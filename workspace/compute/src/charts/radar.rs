use common::{Cluster, Feature, RadarAxis, RadarSeries, SegmentRadar};

use super::stats::mean;
use crate::filter::FilteredView;

/// Features the radar shows unless configured otherwise.
pub const DEFAULT_RADAR_FEATURES: [Feature; 4] = [
    Feature::Monetary,
    Feature::Frequency,
    Feature::Recency,
    Feature::CustomerValueScore,
];

/// Mean of each feature per cluster, scaled by the largest mean across
/// clusters so every axis runs from 0 to 1.
///
/// Axes where lower is better are flipped to `1 - mean / max`. An axis whose
/// max is zero (or undefined) is drawn at 0 for every cluster.
pub fn segment_radar(view: &FilteredView<'_>, features: &[Feature]) -> SegmentRadar {
    let axes = features
        .iter()
        .map(|&feature| RadarAxis {
            feature,
            label: feature.label().to_string(),
            inverted: feature.lower_is_better(),
        })
        .collect();

    let means: Vec<(Cluster, Vec<f64>)> = Cluster::ALL
        .into_iter()
        .filter(|&cluster| view.customers_in(cluster).next().is_some())
        .map(|cluster| {
            let values = features
                .iter()
                .map(|&feature| {
                    mean(view.customers_in(cluster).map(|customer| customer.feature(feature)))
                        .unwrap_or(0.0)
                })
                .collect();
            (cluster, values)
        })
        .collect();

    let maxima: Vec<f64> = (0..features.len())
        .map(|axis| {
            means
                .iter()
                .map(|(_, values)| values[axis])
                .fold(f64::NEG_INFINITY, f64::max)
        })
        .collect();

    let series = means
        .into_iter()
        .map(|(cluster, values)| {
            let normalized = values
                .iter()
                .zip(features)
                .zip(&maxima)
                .map(|((&value, feature), &max)| normalize(value, max, feature.lower_is_better()))
                .collect();
            RadarSeries {
                cluster,
                label: cluster.label().to_string(),
                color: cluster.color().to_string(),
                values: normalized,
                means: values,
            }
        })
        .collect();

    SegmentRadar {
        title: "Segment Characteristics Comparison".to_string(),
        axes,
        series,
    }
}

fn normalize(value: f64, max: f64, inverted: bool) -> f64 {
    if !max.is_finite() || max <= 0.0 {
        return 0.0;
    }
    let scaled = (value / max).clamp(0.0, 1.0);
    if inverted { 1.0 - scaled } else { scaled }
}

#[cfg(test)]
mod tests {
    use super::*;
    use crate::testing::segmentation_scenario;

    #[test]
    fn test_radar_normalizes_by_max() {
        let data = segmentation_scenario();
        let radar = segment_radar(&FilteredView::overall(&data), &DEFAULT_RADAR_FEATURES);

        assert_eq!(radar.axes.len(), 4);
        assert!(radar.axes[2].inverted);
        assert_eq!(radar.series.len(), 2);

        let occasional = &radar.series[0];
        let loyal = &radar.series[1];
        assert_eq!(occasional.cluster, Cluster::OccasionalBuyers);

        // monetary: means 75 and 500
        assert_eq!(occasional.means[0], 75.0);
        assert_eq!(loyal.values[0], 1.0);
        assert_eq!(occasional.values[0], 0.15);

        // recency is inverted: means 105 and 15
        assert_eq!(occasional.values[2], 0.0);
        assert!((loyal.values[2] - (1.0 - 15.0 / 105.0)).abs() < 1e-12);

        for series in &radar.series {
            assert!(series.values.iter().all(|v| (0.0..=1.0).contains(v)));
        }
    }

    #[test]
    fn test_zero_max_normalizes_to_zero() {
        assert_eq!(normalize(0.0, 0.0, false), 0.0);
        assert_eq!(normalize(0.0, 0.0, true), 0.0);
        assert_eq!(normalize(1.0, f64::NAN, false), 0.0);
    }

    #[test]
    fn test_radar_empty_view() {
        let data = model::SegmentationData::default();
        let radar = segment_radar(&FilteredView::overall(&data), &DEFAULT_RADAR_FEATURES);

        assert!(radar.is_empty());
        assert_eq!(radar.axes.len(), 4);
    }
}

-------

Your task —
What is needed is each line from the records with the word "crate" in it.

Answer area —
use crate::filter::FilteredView;
    use crate::testing::segmentation_scenario;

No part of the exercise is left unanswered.